- 1 Large head cabbage
- 1 pound ground chuck
- 1/3 cup rice, raw, can use instant or regular
- 1 small onion, grated
- 2 eggs
- 2 teaspoon salt divided
- 1/2 teaspoon pepper divided
- 1 large onion, sliced
- 1 large can (15 ounces) tomato sauce \
- 3 cans (14.5 ounces each) diced tomatoes
- 3 to 4 teaspoons lemon juice (1 large lemon)

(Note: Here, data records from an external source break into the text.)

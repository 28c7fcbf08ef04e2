//! Human-readable field names.
//!
//! Field names come from short multi-word phrases. [`Babbler`] draws them
//! from a fixed word list, and [`normalize_phrase`] turns a phrase into the
//! wire key and the internal identifier of a field.

use rand::seq::SliceRandom;
use rand::RngCore;

/// Source of candidate field-name phrases.
pub trait NameSource {
    fn next_phrase(&mut self, rng: &mut dyn RngCore) -> String;
}

impl<F: FnMut() -> String> NameSource for F {
    fn next_phrase(&mut self, _rng: &mut dyn RngCore) -> String {
        self()
    }
}

const WORDS: &[&str] = &[
    "amber", "anchor", "apple", "arch", "arrow", "aspen", "atlas", "autumn", "badger", "bamboo",
    "banner", "basin", "beacon", "birch", "bison", "blaze", "bloom", "bolt", "breeze", "brick",
    "bridge", "brook", "cabin", "cactus", "canyon", "cedar", "chalk", "cinder", "clover", "cobalt",
    "comet", "copper", "coral", "cotton", "crane", "creek", "crystal", "cypress", "dawn", "delta",
    "dune", "dusk", "eagle", "echo", "ember", "falcon", "fern", "fjord", "flint", "forest",
    "fossil", "fox", "frost", "garnet", "geyser", "glacier", "granite", "gravel", "grove", "harbor",
    "hazel", "heron", "hollow", "horizon", "iris", "island", "ivory", "jade", "jasper", "juniper",
    "kelp", "kestrel", "lagoon", "lantern", "larch", "lava", "lemon", "lichen", "lily", "linen",
    "lotus", "lynx", "magnet", "maple", "marble", "marsh", "meadow", "mesa", "meteor", "mist",
    "moss", "moth", "nectar", "nickel", "oak", "oasis", "ocean", "onyx", "orbit", "orchid",
    "otter", "owl", "pebble", "pepper", "pine", "plume", "polar", "poppy", "prairie", "quartz",
    "quill", "rain", "raven", "reed", "reef", "ridge", "river", "robin", "rust", "saddle",
    "saffron", "sage", "salmon", "sand", "sapphire", "shadow", "shale", "shell", "sierra", "silver",
    "slate", "sparrow", "spruce", "stone", "storm", "summit", "swallow", "tangle", "thistle", "thunder",
    "tide", "timber", "topaz", "tundra", "tulip", "valley", "velvet", "violet", "walnut", "willow",
    "winter", "wren", "yarrow", "zephyr", "zinc",
];

/// Random multi-word phrase generator.
#[derive(Debug, Clone)]
pub struct Babbler {
    pub count: usize,
    pub separator: String,
}

impl Default for Babbler {
    fn default() -> Self {
        Self {
            count: 3,
            separator: "_".to_string(),
        }
    }
}

impl Babbler {
    pub fn babble(&self, rng: &mut dyn RngCore) -> String {
        let mut words = Vec::with_capacity(self.count);
        for _ in 0..self.count {
            if let Some(w) = WORDS.choose(rng) {
                words.push(*w);
            }
        }
        words.join(&self.separator)
    }
}

impl NameSource for Babbler {
    fn next_phrase(&mut self, rng: &mut dyn RngCore) -> String {
        self.babble(rng)
    }
}

/// Normalized forms of one phrase.
#[derive(Debug, Clone, PartialEq, Eq)]
pub struct FieldName {
    /// Lowercase words joined by `_`.
    pub wire_key: String,
    /// Title-cased words with separators removed.
    pub ident: String,
}

/// Prefix for idents that would otherwise start with a digit.
const DIGIT_PREFIX: &str = "F";

/// Keeps ASCII letters and digits only. Returns `None` when nothing is left.
///
/// The ident always starts with a letter.
pub fn normalize_phrase(phrase: &str) -> Option<FieldName> {
    let words: Vec<String> = phrase
        .split(|c: char| c.is_whitespace() || c == '_' || c == '-')
        .map(|w| w.chars().filter(char::is_ascii_alphanumeric).collect::<String>())
        .filter(|w| !w.is_empty())
        .map(|w| w.to_ascii_lowercase())
        .collect();

    if words.is_empty() {
        return None;
    }

    let wire_key = words.join("_");
    let mut ident: String = words.iter().map(|w| title_case(w)).collect();
    if ident.starts_with(|c: char| c.is_ascii_digit()) {
        ident.insert_str(0, DIGIT_PREFIX);
    }
    Some(FieldName { wire_key, ident })
}

fn title_case(word: &str) -> String {
    let mut chars = word.chars();
    match chars.next() {
        Some(first) => first.to_ascii_uppercase().to_string() + chars.as_str(),
        None => String::new(),
    }
}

- 1/2 to 1 cup brown sugar
Remove about 15 large leaves from the cabbage; cut off very thick part of each leaf. Pour boiling water over the cabbage to wilt the leaves.
Preheat oven to 350°.
Combine ground chuck with the rice, grated onion, eggs, 1 teaspoon salt, 1/4 teaspoon pepper. Place a mound of meat mixture in cupped part of each softened cabbage leaf. Fold over sides of cabbage leaf; roll up. In bottom of Dutch oven, place a few of the remaining leaves. Arrange layers of cabbage rolls, seam side down, and sliced onions in a Dutch oven or large casserole. Pour on tomato sauce, tomatoes, lemon juice, and 1 teaspoon salt and 1/4 teaspoon pepper. Bring to a boil on stove top. Sprinkle with brown sugar, to taste.